Go through the data and report each line that holds the string "missing".

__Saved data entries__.
☆ ☆ ☆ ☆
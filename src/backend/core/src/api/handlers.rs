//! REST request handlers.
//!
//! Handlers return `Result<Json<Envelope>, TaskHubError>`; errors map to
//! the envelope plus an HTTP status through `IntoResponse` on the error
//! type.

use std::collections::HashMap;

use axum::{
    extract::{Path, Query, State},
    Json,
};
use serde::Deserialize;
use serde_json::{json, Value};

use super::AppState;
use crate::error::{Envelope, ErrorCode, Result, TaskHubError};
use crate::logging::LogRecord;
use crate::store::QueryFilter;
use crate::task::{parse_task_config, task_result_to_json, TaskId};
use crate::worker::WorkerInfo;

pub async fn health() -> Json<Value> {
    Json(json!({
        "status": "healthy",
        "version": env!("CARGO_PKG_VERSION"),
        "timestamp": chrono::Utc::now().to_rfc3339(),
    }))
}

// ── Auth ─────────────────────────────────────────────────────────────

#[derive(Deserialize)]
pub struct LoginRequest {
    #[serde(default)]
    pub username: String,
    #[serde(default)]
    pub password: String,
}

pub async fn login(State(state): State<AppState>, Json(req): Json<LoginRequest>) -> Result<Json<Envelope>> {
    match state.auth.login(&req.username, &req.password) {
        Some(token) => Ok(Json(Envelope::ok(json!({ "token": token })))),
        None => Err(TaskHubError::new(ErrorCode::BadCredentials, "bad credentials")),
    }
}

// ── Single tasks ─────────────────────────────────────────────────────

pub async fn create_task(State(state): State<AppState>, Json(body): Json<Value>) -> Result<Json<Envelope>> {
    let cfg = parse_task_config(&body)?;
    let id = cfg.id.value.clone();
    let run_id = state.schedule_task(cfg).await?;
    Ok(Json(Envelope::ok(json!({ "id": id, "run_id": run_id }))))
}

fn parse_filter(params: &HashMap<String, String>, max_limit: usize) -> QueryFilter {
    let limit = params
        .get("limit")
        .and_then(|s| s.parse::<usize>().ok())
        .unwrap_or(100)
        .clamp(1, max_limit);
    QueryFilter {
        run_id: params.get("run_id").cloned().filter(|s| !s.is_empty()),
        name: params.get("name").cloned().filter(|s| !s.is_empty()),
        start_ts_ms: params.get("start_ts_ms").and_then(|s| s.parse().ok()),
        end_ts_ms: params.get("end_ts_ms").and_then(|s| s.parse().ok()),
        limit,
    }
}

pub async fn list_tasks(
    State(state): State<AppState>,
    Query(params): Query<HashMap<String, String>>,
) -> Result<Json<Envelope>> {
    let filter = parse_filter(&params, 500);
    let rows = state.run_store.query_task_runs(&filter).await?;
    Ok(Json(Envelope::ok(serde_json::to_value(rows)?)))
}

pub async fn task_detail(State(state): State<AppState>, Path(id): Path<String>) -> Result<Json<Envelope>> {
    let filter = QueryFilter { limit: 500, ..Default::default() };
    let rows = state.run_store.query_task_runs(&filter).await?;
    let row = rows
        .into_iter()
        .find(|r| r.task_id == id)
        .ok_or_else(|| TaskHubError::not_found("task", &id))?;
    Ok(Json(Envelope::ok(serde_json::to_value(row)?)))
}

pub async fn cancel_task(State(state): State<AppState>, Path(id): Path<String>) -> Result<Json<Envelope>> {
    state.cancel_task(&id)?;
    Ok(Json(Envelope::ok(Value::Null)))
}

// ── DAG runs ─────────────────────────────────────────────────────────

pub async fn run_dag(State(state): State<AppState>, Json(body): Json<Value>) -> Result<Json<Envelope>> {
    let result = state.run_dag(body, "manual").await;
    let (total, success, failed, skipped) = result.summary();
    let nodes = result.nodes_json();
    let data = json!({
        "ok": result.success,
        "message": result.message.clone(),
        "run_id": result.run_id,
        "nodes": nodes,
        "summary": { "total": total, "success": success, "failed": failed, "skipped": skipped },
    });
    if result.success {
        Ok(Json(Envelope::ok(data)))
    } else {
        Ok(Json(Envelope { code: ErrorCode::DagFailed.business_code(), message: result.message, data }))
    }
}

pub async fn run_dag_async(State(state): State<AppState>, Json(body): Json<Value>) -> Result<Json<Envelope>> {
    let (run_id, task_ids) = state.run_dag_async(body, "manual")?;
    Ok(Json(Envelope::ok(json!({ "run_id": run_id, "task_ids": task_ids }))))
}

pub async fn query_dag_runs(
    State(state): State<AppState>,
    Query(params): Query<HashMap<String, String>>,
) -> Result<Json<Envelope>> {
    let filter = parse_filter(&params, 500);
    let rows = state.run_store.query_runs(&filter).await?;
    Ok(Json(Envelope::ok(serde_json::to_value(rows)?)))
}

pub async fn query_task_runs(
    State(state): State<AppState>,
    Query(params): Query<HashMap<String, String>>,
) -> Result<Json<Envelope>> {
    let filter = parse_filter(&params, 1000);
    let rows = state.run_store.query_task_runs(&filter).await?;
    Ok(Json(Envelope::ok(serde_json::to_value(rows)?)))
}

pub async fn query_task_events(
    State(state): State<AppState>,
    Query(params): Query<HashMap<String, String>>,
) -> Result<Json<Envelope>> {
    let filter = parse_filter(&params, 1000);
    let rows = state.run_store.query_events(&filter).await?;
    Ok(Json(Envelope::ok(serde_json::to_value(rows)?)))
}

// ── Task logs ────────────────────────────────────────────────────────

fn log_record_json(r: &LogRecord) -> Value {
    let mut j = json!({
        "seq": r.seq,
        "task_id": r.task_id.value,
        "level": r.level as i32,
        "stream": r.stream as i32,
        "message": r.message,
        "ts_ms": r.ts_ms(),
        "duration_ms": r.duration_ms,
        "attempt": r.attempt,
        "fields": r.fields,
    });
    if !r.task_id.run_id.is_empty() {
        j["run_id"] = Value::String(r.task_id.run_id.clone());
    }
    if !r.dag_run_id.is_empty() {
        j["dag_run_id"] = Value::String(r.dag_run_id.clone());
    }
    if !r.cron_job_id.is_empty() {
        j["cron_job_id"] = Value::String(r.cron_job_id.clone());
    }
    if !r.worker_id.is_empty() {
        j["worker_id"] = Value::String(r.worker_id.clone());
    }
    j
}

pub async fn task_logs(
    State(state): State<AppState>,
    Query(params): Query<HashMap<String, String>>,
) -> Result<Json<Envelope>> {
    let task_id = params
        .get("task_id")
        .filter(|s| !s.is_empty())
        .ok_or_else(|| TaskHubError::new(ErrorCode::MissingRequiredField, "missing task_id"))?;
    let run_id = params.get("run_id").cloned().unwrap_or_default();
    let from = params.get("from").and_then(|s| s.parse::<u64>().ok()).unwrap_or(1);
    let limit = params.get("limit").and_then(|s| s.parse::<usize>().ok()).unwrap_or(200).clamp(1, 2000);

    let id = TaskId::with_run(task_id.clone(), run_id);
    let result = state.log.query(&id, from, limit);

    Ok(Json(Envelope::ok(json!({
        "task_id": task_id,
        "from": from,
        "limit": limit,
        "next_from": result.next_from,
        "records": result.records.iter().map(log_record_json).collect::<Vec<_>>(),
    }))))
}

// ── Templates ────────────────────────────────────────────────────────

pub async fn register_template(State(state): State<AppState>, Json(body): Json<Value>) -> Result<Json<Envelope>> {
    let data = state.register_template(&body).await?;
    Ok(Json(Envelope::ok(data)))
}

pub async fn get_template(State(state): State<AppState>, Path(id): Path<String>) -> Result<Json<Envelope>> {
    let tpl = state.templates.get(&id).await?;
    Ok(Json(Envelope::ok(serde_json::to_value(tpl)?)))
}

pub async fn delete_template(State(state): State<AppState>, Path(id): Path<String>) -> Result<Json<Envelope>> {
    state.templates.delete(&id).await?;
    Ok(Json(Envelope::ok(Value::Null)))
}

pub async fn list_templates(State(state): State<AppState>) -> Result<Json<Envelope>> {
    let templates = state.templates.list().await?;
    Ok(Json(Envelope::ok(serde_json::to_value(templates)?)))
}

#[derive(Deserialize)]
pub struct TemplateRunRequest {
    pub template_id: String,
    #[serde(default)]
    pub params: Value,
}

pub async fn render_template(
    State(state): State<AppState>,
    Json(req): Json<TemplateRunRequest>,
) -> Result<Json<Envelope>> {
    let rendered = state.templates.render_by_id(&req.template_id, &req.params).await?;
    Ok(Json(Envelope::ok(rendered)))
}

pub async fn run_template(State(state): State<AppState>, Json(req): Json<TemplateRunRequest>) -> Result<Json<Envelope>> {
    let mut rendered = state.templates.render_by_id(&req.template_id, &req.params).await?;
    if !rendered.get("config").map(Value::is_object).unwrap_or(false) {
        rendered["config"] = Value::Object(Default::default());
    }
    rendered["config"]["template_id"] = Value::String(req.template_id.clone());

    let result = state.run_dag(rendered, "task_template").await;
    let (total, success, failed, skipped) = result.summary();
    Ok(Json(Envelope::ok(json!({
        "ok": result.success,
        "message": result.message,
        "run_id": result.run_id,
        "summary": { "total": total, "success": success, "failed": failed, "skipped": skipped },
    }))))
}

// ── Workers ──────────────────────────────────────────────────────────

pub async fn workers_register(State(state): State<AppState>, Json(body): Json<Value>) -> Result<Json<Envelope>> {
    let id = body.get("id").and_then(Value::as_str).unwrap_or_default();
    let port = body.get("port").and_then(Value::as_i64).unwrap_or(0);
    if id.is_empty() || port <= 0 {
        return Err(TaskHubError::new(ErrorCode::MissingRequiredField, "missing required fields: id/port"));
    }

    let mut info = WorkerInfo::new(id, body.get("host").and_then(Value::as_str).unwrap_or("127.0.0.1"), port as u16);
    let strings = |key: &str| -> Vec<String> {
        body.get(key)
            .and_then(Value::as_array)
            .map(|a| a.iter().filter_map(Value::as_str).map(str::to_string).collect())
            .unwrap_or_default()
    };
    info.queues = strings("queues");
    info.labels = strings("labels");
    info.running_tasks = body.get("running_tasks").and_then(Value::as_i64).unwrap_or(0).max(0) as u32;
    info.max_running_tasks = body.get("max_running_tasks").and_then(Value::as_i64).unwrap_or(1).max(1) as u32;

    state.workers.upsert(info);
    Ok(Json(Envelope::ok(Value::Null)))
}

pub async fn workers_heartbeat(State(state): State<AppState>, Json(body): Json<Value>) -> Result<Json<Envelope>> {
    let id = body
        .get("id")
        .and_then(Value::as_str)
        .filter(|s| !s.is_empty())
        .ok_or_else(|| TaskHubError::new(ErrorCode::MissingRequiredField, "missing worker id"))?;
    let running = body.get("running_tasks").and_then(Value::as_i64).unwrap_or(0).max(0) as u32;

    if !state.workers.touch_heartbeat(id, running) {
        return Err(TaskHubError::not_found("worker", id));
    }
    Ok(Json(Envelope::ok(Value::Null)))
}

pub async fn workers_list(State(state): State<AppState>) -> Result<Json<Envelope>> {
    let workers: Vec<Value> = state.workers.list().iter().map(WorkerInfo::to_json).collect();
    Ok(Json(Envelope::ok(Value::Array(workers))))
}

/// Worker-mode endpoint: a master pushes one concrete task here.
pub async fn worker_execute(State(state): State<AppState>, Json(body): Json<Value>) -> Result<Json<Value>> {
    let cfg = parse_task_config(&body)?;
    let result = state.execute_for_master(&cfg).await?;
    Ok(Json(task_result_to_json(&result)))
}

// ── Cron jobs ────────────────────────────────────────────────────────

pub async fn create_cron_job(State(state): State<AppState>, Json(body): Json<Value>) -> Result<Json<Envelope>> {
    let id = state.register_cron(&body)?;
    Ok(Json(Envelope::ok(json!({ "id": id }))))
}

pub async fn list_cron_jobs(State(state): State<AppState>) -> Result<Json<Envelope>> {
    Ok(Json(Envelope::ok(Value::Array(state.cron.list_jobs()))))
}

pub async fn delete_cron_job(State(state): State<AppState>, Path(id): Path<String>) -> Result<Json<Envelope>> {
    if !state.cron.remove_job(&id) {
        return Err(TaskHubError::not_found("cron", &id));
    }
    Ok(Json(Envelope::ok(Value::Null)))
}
☆ ☆ ☆ ☆
__RESULT OF THE TASK__.
        .ok_or_else(|| TaskHubError::new(ErrorCode::MissingRequiredField, "missing task_id"))?;
        return Err(TaskHubError::new(ErrorCode::MissingRequiredField, "missing required fields: id/port"));
        .ok_or_else(|| TaskHubError::new(ErrorCode::MissingRequiredField, "missing worker id"))?;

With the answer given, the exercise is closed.